Le Divin a créé l’univers, avec ses planètes, sa nature et ses êtres vivants. Parmi ces derniers, il a créé l’Homme à son image : « l’âme est le souffle du Divin dans le corps humain. » Et notamment, l’âme de l’artiste est un réceptacle de la lumière créatrice, énergie motrice de la force créatrice. Inconsciemment, dans sa création plastique, l’artiste puise dans cette lumière créatrice éternelle…
Il arrive quelquefois que l’on réagisse de façon émotionnelle intense à l’écoute d’une mélodie musicale. La raison en est que l’âme a été touchée au plus profond de son secret tant cette mélodie a réussi à atteindre un degré très élevé d’équilibre et d’harmonie.
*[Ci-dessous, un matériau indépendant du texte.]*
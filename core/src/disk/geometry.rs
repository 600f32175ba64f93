// Block, alignment and legacy CHS arithmetic

use super::{ALIGNMENT_LBA, BLOCK_SIZE};

/// Legacy geometry used for the obsolete MBR CHS fields
pub const SECTORS_PER_TRACK: u64 = 18;
pub const HEADS: u64 = 2;

/// Highest LBA whose CHS form survives the 8-bit-per-field truncation.
pub const CHS_MAX_LBA: u64 = 256 * HEADS * SECTORS_PER_TRACK - 1;

/// Number of blocks needed to hold `bytes` (ceiling division).
pub const fn bytes_to_lba(bytes: u64) -> u64 {
    bytes / BLOCK_SIZE as u64 + if bytes % BLOCK_SIZE as u64 != 0 { 1 } else { 0 }
}

/// Next alignment boundary strictly after the boundary at or below `lba`.
///
/// Always advances: an LBA that is already aligned moves a full alignment
/// unit forward. Partition sizing in `layout_image` depends on this.
///
/// `lba` must be below the last aligned boundary of the `u64` range; use
/// [`checked_next_aligned_lba`] when it may not be.
pub const fn next_aligned_lba(lba: u64) -> u64 {
    lba - (lba % ALIGNMENT_LBA) + ALIGNMENT_LBA
}

/// [`next_aligned_lba`], or `None` when no later boundary fits in a `u64`.
pub const fn checked_next_aligned_lba(lba: u64) -> Option<u64> {
    (lba - (lba % ALIGNMENT_LBA)).checked_add(ALIGNMENT_LBA)
}

/// Cylinder / head / sector triple, each field truncated to 8 bits.
#[derive(Debug, Clone, Copy, PartialEq, Eq)]
pub struct Chs {
    pub cylinder: u8,
    pub head: u8,
    pub sector: u8,
}

impl Chs {
    /// Saturated value used once an address no longer fits CHS.
    pub const MAX_ENCODED: [u8; 3] = [0xFF, 0xFF, 0xFF];

    /// MBR byte order: head, sector (bits 0-5) | cylinder high bits (6-7), cylinder low.
    ///
    /// The cylinder is already truncated to 8 bits, so the high bits are zero.
    pub const fn encode(self) -> [u8; 3] {
        [self.head, self.sector & 0x3F, self.cylinder]
    }

    /// Encode `lba`, saturating to `FF FF FF` when it is out of CHS range.
    pub const fn encode_lba(lba: u64) -> [u8; 3] {
        if lba > CHS_MAX_LBA {
            Self::MAX_ENCODED
        } else {
            lba_to_chs(lba).encode()
        }
    }
}

/// Translate `lba` using 18 sectors/track and 2 heads.
///
/// Fields are silently truncated to 8 bits; nothing modern trusts them.
pub const fn lba_to_chs(lba: u64) -> Chs {
    let cylinder = lba / (HEADS * SECTORS_PER_TRACK);
    let head = (lba / SECTORS_PER_TRACK) % HEADS;
    let sector = (lba % SECTORS_PER_TRACK) + 1;

    Chs {
        cylinder: (cylinder & 0xFF) as u8,
        head: (head & 0xFF) as u8,
        sector: (sector & 0xFF) as u8,
    }
}
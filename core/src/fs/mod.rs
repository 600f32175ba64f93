// Filesystem selection and FAT32 formatting entry point

pub mod fat32_ops;

use core::fmt;

use gpt_disk_io::BlockIo;

pub use fat32_ops::{format_fat32, verify_fat32, Fat32Context, FormatOptions};

/// Filesystem requested for a partition
#[derive(Debug, Clone, Copy, PartialEq, Eq)]
pub enum FsKind {
    Vfat,
    Ext4,
    G2fs,
}

impl FsKind {
    pub const fn name(self) -> &'static str {
        match self {
            Self::Vfat => "vfat",
            Self::Ext4 => "ext4",
            Self::G2fs => "g2fs",
        }
    }
}

impl fmt::Display for FsKind {
    fn fmt(&self, f: &mut fmt::Formatter<'_>) -> fmt::Result {
        f.write_str(self.name())
    }
}

/// FAT entry width in bits
#[derive(Debug, Clone, Copy, PartialEq, Eq)]
pub enum FatWidth {
    Fat12,
    Fat16,
    Fat32,
}

impl FatWidth {
    pub const fn bits(self) -> u8 {
        match self {
            Self::Fat12 => 12,
            Self::Fat16 => 16,
            Self::Fat32 => 32,
        }
    }

    /// BS_FilSysType value, e.g. `"FAT32   "`
    pub const fn label(self) -> [u8; 8] {
        match self {
            Self::Fat12 => *b"FAT12   ",
            Self::Fat16 => *b"FAT16   ",
            Self::Fat32 => *b"FAT32   ",
        }
    }
}

impl TryFrom<u8> for FatWidth {
    type Error = Fat32Error;

    fn try_from(bits: u8) -> Result<Self, Self::Error> {
        match bits {
            12 => Ok(Self::Fat12),
            16 => Ok(Self::Fat16),
            32 => Ok(Self::Fat32),
            other => Err(Fat32Error::InvalidFatWidth(other)),
        }
    }
}

impl fmt::Display for FatWidth {
    fn fmt(&self, f: &mut fmt::Formatter<'_>) -> fmt::Result {
        write!(f, "FAT{}", self.bits())
    }
}

/// Formatting step, reported with I/O failures
#[derive(Debug, Clone, Copy, PartialEq, Eq)]
pub enum FormatStage {
    BootSector,
    FsInfo,
    BackupBootSector,
    BackupFsInfo,
    /// FAT copy index
    Fat(u8),
    RootDirectory,
    BootstrapDirectory,
    Flush,
    ReadBack,
}

impl fmt::Display for FormatStage {
    fn fmt(&self, f: &mut fmt::Formatter<'_>) -> fmt::Result {
        match self {
            Self::BootSector => write!(f, "boot sector"),
            Self::FsInfo => write!(f, "FSInfo sector"),
            Self::BackupBootSector => write!(f, "backup boot sector"),
            Self::BackupFsInfo => write!(f, "backup FSInfo sector"),
            Self::Fat(copy) => write!(f, "FAT copy {}", copy),
            Self::RootDirectory => write!(f, "root directory"),
            Self::BootstrapDirectory => write!(f, "bootstrap directory"),
            Self::Flush => write!(f, "flush"),
            Self::ReadBack => write!(f, "read back"),
        }
    }
}

#[derive(Debug, Clone, Copy, PartialEq, Eq)]
pub enum Fat32Error {
    Io(FormatStage),
    UnsupportedBlockSize,
    /// Accepted option with no implementation behind it
    Unimplemented(&'static str),
    InvalidFatWidth(u8),
    PartitionTooSmall { sectors: u64, min: u64 },
    PartitionTooLarge(u64),
    InvalidBootSignature,
    InvalidFsInfo,
    /// Primary and backup copy at `FormatStage` differ
    BackupMismatch(FormatStage),
    InvalidFatHeader,
    FatCopiesDiffer,
}

impl fmt::Display for Fat32Error {
    fn fmt(&self, f: &mut fmt::Formatter<'_>) -> fmt::Result {
        match self {
            Self::Io(stage) => write!(f, "I/O error at {}", stage),
            Self::UnsupportedBlockSize => write!(f, "unsupported block size (need 512)"),
            Self::Unimplemented(what) => write!(f, "{} is not implemented", what),
            Self::InvalidFatWidth(bits) => write!(f, "invalid FAT width {}", bits),
            Self::PartitionTooSmall { sectors, min } => write!(
                f,
                "partition of {} sectors too small, need at least {}",
                sectors, min
            ),
            Self::PartitionTooLarge(sectors) => write!(
                f,
                "partition of {} sectors does not fit a 32-bit sector count",
                sectors
            ),
            Self::InvalidBootSignature => write!(f, "boot sector signature is not 0xaa55"),
            Self::InvalidFsInfo => write!(f, "FSInfo signatures invalid"),
            Self::BackupMismatch(stage) => write!(f, "{} differs from primary", stage),
            Self::InvalidFatHeader => write!(f, "reserved FAT entries invalid"),
            Self::FatCopiesDiffer => write!(f, "FAT copies differ"),
        }
    }
}

/// Fail with [`Fat32Error::Unimplemented`] unless `kind`/`width` can be formatted.
///
/// Cheap enough to call before opening the device.
pub fn ensure_supported(kind: FsKind, width: FatWidth) -> Result<(), Fat32Error> {
    match (kind, width) {
        (FsKind::Vfat, FatWidth::Fat32) => Ok(()),
        (FsKind::Vfat, FatWidth::Fat12) => Err(Fat32Error::Unimplemented("FAT12 formatting")),
        (FsKind::Vfat, FatWidth::Fat16) => Err(Fat32Error::Unimplemented("FAT16 formatting")),
        (FsKind::Ext4, _) => Err(Fat32Error::Unimplemented("ext4 formatting")),
        (FsKind::G2fs, _) => Err(Fat32Error::Unimplemented("g2fs formatting")),
    }
}

/// Write filesystem metadata of `kind` into the partition at `start_lba`.
///
/// Only FAT32 is implemented; anything else fails before the device is
/// touched.
pub fn make_filesystem<B: BlockIo>(
    block_io: &mut B,
    kind: FsKind,
    width: FatWidth,
    start_lba: u64,
    sectors: u64,
    options: &FormatOptions,
) -> Result<Fat32Context, Fat32Error> {
    ensure_supported(kind, width)?;
    tracing::debug!(%kind, %width, start_lba, sectors, "make filesystem");
    format_fat32(block_io, start_lba, sectors, options)
}

#[cfg(test)]
mod tests {
    use super::*;
    use alloc::vec;
    use gpt_disk_io::BlockIoAdapter;
    use gpt_disk_types::BlockSize;

    #[test]
    fn test_width_from_bits() {
        assert_eq!(FatWidth::try_from(12), Ok(FatWidth::Fat12));
        assert_eq!(FatWidth::try_from(16), Ok(FatWidth::Fat16));
        assert_eq!(FatWidth::try_from(32), Ok(FatWidth::Fat32));
        assert_eq!(FatWidth::try_from(24), Err(Fat32Error::InvalidFatWidth(24)));
    }

    #[test]
    fn test_width_label() {
        assert_eq!(&FatWidth::Fat32.label(), b"FAT32   ");
        assert_eq!(&FatWidth::Fat12.label(), b"FAT12   ");
    }

    #[test]
    fn test_unimplemented_paths_leave_device_untouched() {
        let mut buf = vec![0u8; 8192 * 512];
        let options = FormatOptions::default();
        let cases = [
            (FsKind::Ext4, FatWidth::Fat32, "ext4 formatting"),
            (FsKind::G2fs, FatWidth::Fat32, "g2fs formatting"),
            (FsKind::Vfat, FatWidth::Fat12, "FAT12 formatting"),
            (FsKind::Vfat, FatWidth::Fat16, "FAT16 formatting"),
        ];
        for (kind, width, what) in cases {
            let mut dev = BlockIoAdapter::new(buf.as_mut_slice(), BlockSize::BS_512);
            assert_eq!(
                make_filesystem(&mut dev, kind, width, 2048, 6000, &options),
                Err(Fat32Error::Unimplemented(what))
            );
        }
        assert!(buf.iter().all(|&b| b == 0));
    }

    #[test]
    fn test_vfat_32_formats() {
        let mut buf = vec![0u8; 8192 * 512];
        let mut dev = BlockIoAdapter::new(buf.as_mut_slice(), BlockSize::BS_512);
        let ctx = make_filesystem(
            &mut dev,
            FsKind::Vfat,
            FatWidth::Fat32,
            2048,
            6000,
            &FormatOptions::default(),
        )
        .unwrap();
        assert_eq!(ctx.total_sectors, 6000);
        assert_eq!(&buf[2048 * 512 + 510..2048 * 512 + 512], &[0x55, 0xAA]);
    }
}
L’âme est très sensible au langage de l’harmonie et de l’équilibre, raison pour laquelle on dit : “ L’art est un langage de l’âme, il ne peut être compris que par l’âme”. Si la musique classique ou instrumentale fait réagir nos émotions, c’est parce que, tout d’abord, elle constitue la forme artistique la plus abstraite. Elle a le pouvoir de mettre nos âmes en contact avec une esthétique sonore invisible. En outre, l’absence de la matière consolide son caractère spirituel ; or, seul le son des instruments nous parvient. La peinture abstraite, quant à elle, est une musique picturale qui rend visible, par le biais de la matière, cette relation spirituelle avec l’irrationnel et l’invisible.
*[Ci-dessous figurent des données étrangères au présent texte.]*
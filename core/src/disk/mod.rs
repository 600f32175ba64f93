//! Disk-level layout: geometry helpers, the protective MBR and GPT

pub mod geometry;
pub mod gpt_ops;
pub mod mbr;

/// Sector size in bytes. Every structure is placed in whole blocks of this size.
pub const BLOCK_SIZE: usize = 512;

/// Partition alignment granularity in bytes (1 MiB)
pub const PARTITION_ALIGNMENT: u64 = 1024 * 1024;

/// Partition alignment granularity in blocks
pub const ALIGNMENT_LBA: u64 = PARTITION_ALIGNMENT / BLOCK_SIZE as u64;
Depuis la nuit des temps, la création s’est toujours faite à partir du néant et de l’invisible. Étant donné que l’Homme fait partie intégrante de la nature et de l’univers. L’artiste ne peut créer que selon ce principe : réaliser à partir du néant et du plus profond de sa pensée. C’est ainsi que l’artiste peut comprendre le mystère de la création et s’élever vers l’idéal de la lumière créatrice dans laquelle il puise. À ce titre, l’art abstrait pourra mener à la compréhension de la loi générale de l’univers et la rendra évidente. Ce que Wassily Kandinsky appelle « La nécessité intérieure », c’est un leitmotiv dans la création de l’artiste selon lequel l’apparition d’une œuvre d’art ne doit plus dépendre des conditions extérieures comme le modèle naturel.
Le cercle est la forme la plus appropriée pour schématiser la notion de “la nécessité intérieure”. Le point central du cercle évolue vers l’extérieur à travers ses nombreux rayons auxquels il doit son rayonnement, son développement, son agrandissement et sa réalisation. Le cercle et ses rayons naissent à partir du point central, ce qui nous amène au constat suivant : la forme du cercle trouve son origine dans son point central, dans son intérieur, la véritable création se fait selon le sens intérieur-extérieur, de l’invisible vers le visible, du néant vers l’existence.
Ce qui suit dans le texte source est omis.